(CESARET+18)/ Tutsak

6.9K 385 104
                                    

Hepinize güzel ve etkileyici okumalar dilerim..💜

🍷

Dünya değil, insandı adaletten yana olan. Dünya'nın adaletsizliğine baş kaldırıp, adaleti var eden insan, kendi yarattığı adaletten uzakta, adaletsizlik içinde yaşardı. Önce adaleti kurup, sonra inkar ederek, adaletsizliği kendi yaratmış gibi övünürdü.

Kurdukları düzene tahammülü olmayan insanoğlunun kurallarına uymak, aptallık işiydi bu yüzden. Dünya düzensizlik istiyorsa, ona ayak uydurmalıydık. Çünkü doğa kanunları, istenmeyen her şeyi yok edebilecek kadar güçlüydü. Ayak uydurmazsan, dünya senden kurtulurdu.

Karşımda, adalet ve güvenliği sağlamakla olan görevli memura bakarken, gülümsedim. Adalet ve güvenlik kelimesinin yanyana gelmesi bile saçmaydı. Adaletin olduğu yerde, kimi kimden korumak gerekirdi ki! Adaletin, adaletsizlik olduğunu anlamak çok kolaydı.

"Bir kez daha soracağım, Türkçe anlamıyorsan söyle çevirmen getirtelim."

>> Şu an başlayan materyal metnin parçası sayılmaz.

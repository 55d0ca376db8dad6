// Licensed to the Apache Software Foundation (ASF) under one
// or more contributor license agreements.  See the NOTICE file
// distributed with this work for additional information
// regarding copyright ownership.  The ASF licenses this file
// to you under the Apache License, Version 2.0 (the
// "License"); you may not use this file except in compliance
// with the License.  You may obtain a copy of the License at
//
//   http://www.apache.org/licenses/LICENSE-2.0
//
// Unless required by applicable law or agreed to in writing,
// software distributed under the License is distributed on an
// "AS IS" BASIS, WITHOUT WARRANTIES OR CONDITIONS OF ANY
// KIND, either express or implied.  See the License for the
// specific language governing permissions and limitations
// under the License.

use std::sync::Arc;

use log::info;

use borealis_core::clock::Clock;
use borealis_core::error::Result;
use borealis_core::model::{TaskQuery, TaskState};

use crate::config::SchedulerConfig;
use crate::metrics::SchedulerMetricsCollector;
use crate::state::backup::BackupManager;
use crate::state::lock_manager::LockManager;
use crate::state::maintenance::MaintenanceManager;
use crate::state::offer_manager::OfferManager;
use crate::state::preemptor::PriorityPreemptor;
use crate::state::quota_manager::QuotaManager;
use crate::state::task_assigner::TaskAssigner;
use crate::state::task_groups::{RateLimiter, TaskGroups, TruncatedBinaryBackoff};
use crate::state::task_manager::{TaskLauncher, TaskManager};
use crate::storage::log::LogStore;
use crate::storage::TransactionalStorage;

pub mod backup;
pub mod lock_manager;
pub mod maintenance;
pub mod offer_manager;
pub mod preemptor;
pub mod quota_manager;
pub mod task_assigner;
pub mod task_groups;
pub mod task_manager;
pub mod task_state_machine;

/// The composed scheduler core: storage plus every manager, with the
/// placement and preemption seams resolved.
pub struct SchedulerState {
    pub storage: Arc<TransactionalStorage>,
    pub task_manager: Arc<TaskManager>,
    pub offer_manager: Arc<OfferManager>,
    pub task_groups: Arc<TaskGroups>,
    pub lock_manager: LockManager,
    pub quota_manager: QuotaManager,
    pub maintenance: MaintenanceManager,
    pub backup_manager: BackupManager,
}

impl SchedulerState {
    pub fn new(
        log: Arc<dyn LogStore>,
        launcher: Arc<dyn TaskLauncher>,
        clock: Arc<dyn Clock>,
        metrics: Arc<dyn SchedulerMetricsCollector>,
        config: SchedulerConfig,
    ) -> Self {
        let storage = Arc::new(TransactionalStorage::new(
            log,
            clock.clone(),
            metrics.clone(),
        ));
        let task_manager = Arc::new(TaskManager::new(
            storage.clone(),
            launcher.clone(),
            clock.clone(),
            metrics.clone(),
            config.clone(),
        ));
        let offer_manager = Arc::new(OfferManager::default());
        let assigner = Arc::new(TaskAssigner::new(
            storage.clone(),
            offer_manager.clone(),
            task_manager.clone(),
            launcher,
        ));
        let preemptor = Arc::new(PriorityPreemptor::new(
            storage.clone(),
            task_manager.clone(),
        ));
        let task_groups = Arc::new(TaskGroups::new(
            assigner,
            preemptor,
            Arc::new(RateLimiter::new(config.scheduling_rate_limit_qps)),
            Arc::new(TruncatedBinaryBackoff::new(
                config.initial_penalty_ms,
                config.max_penalty_ms,
            )),
            clock.clone(),
            metrics,
        ));
        let lock_manager = LockManager::new(storage.clone(), clock.clone());
        let quota_manager = QuotaManager::new(storage.clone());
        let maintenance =
            MaintenanceManager::new(storage.clone(), task_manager.clone());
        let backup_manager =
            BackupManager::new(storage.clone(), config.backup_dir.clone(), clock);

        Self {
            storage,
            task_manager,
            offer_manager,
            task_groups,
            lock_manager,
            quota_manager,
            maintenance,
            backup_manager,
        }
    }

    /// Recover storage from the log, rebuild the state machines, and arm the
    /// scheduling loop with every PENDING task. Only after this returns is
    /// the scheduler ready to serve.
    pub async fn init(&self) -> Result<usize> {
        self.storage.recover().await?;
        self.task_manager.seed_machines();

        let pending = self.storage.read(|stores| {
            stores.fetch_tasks(&TaskQuery::all().with_statuses([TaskState::Pending]))
        });
        let pending_count = pending.len();
        self.task_groups.storage_ready(pending, || {
            self.task_manager.startup_reschedule_delay_ms()
        });
        info!("Scheduler state is ready, {pending_count} tasks re-entered the scheduling loop");
        Ok(pending_count)
    }
}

Polis memuru, karşısında oturmuş bana bakarken, aramızdaki masaya avuç içlerimi yasladım. Bedenimi dikleştirip, sakince konuştum, tıpkı yarım saattir bana yabancı olduğum için özürlüymüşüm gibi davranan adama karşı.

" Gerek yok, sorun lütfen! "

Adam, sabırla masanın öbür ucundaki sandalyeyi çekip, oturdu ve önüme itti tekrar dosyayı.

"İtiraf etmeni bekliyorum. Cihan Aktaş'ı sen mi öldürdün? Cinayeti nasıl işledin? Neden yaptın?"

Bu soruların hepsini, tek tek yarım saattir soruyordu ve bende hepsine cevabımı vermiştim. O sordukça ben sinirleniyordum, o ise sabırsızlanıyordu ve her an parlayacak gibi duruyordu. Sinirim arttıkça cevaplarım tersleşmeye başlamıştı ama istikrarımı kaybetmeden konuşmaya çalışıyordum.

"Ben yapmadım, yapmadığım bir şeyi size söyleyemem ve yapmadığım bir şeyin nedeni olamaz."

Her seferinde farklı açıdan konuşup, onunda aklını karıştırmaya çalışsamda, sonuç aynı yere çıkıyordu. Artık beyni yanmak üzere olan adam, sinirle yüzünü sıvazladı.

" Bana bak kızım, elimizde kanıt var, hala neye itiraz ediyorsun! "

Arkama yaslanıp, masanın üzerindeki ellerimi göğsümde bağladım ve alayla konuştum.

"Kanıtın varsa içeri atarsın, beni sorgulamazsın!"

Adam sinirli bakışlarını bana çevirdiğinde bende yüzümü ciddi tutup inatla yüzüne baktım. Bir süre bakıştık da ve pes eden o oldu. Ne sanıyordu? Korkacağımı falan mı? Beni benden başka bir şey korkutmazdı.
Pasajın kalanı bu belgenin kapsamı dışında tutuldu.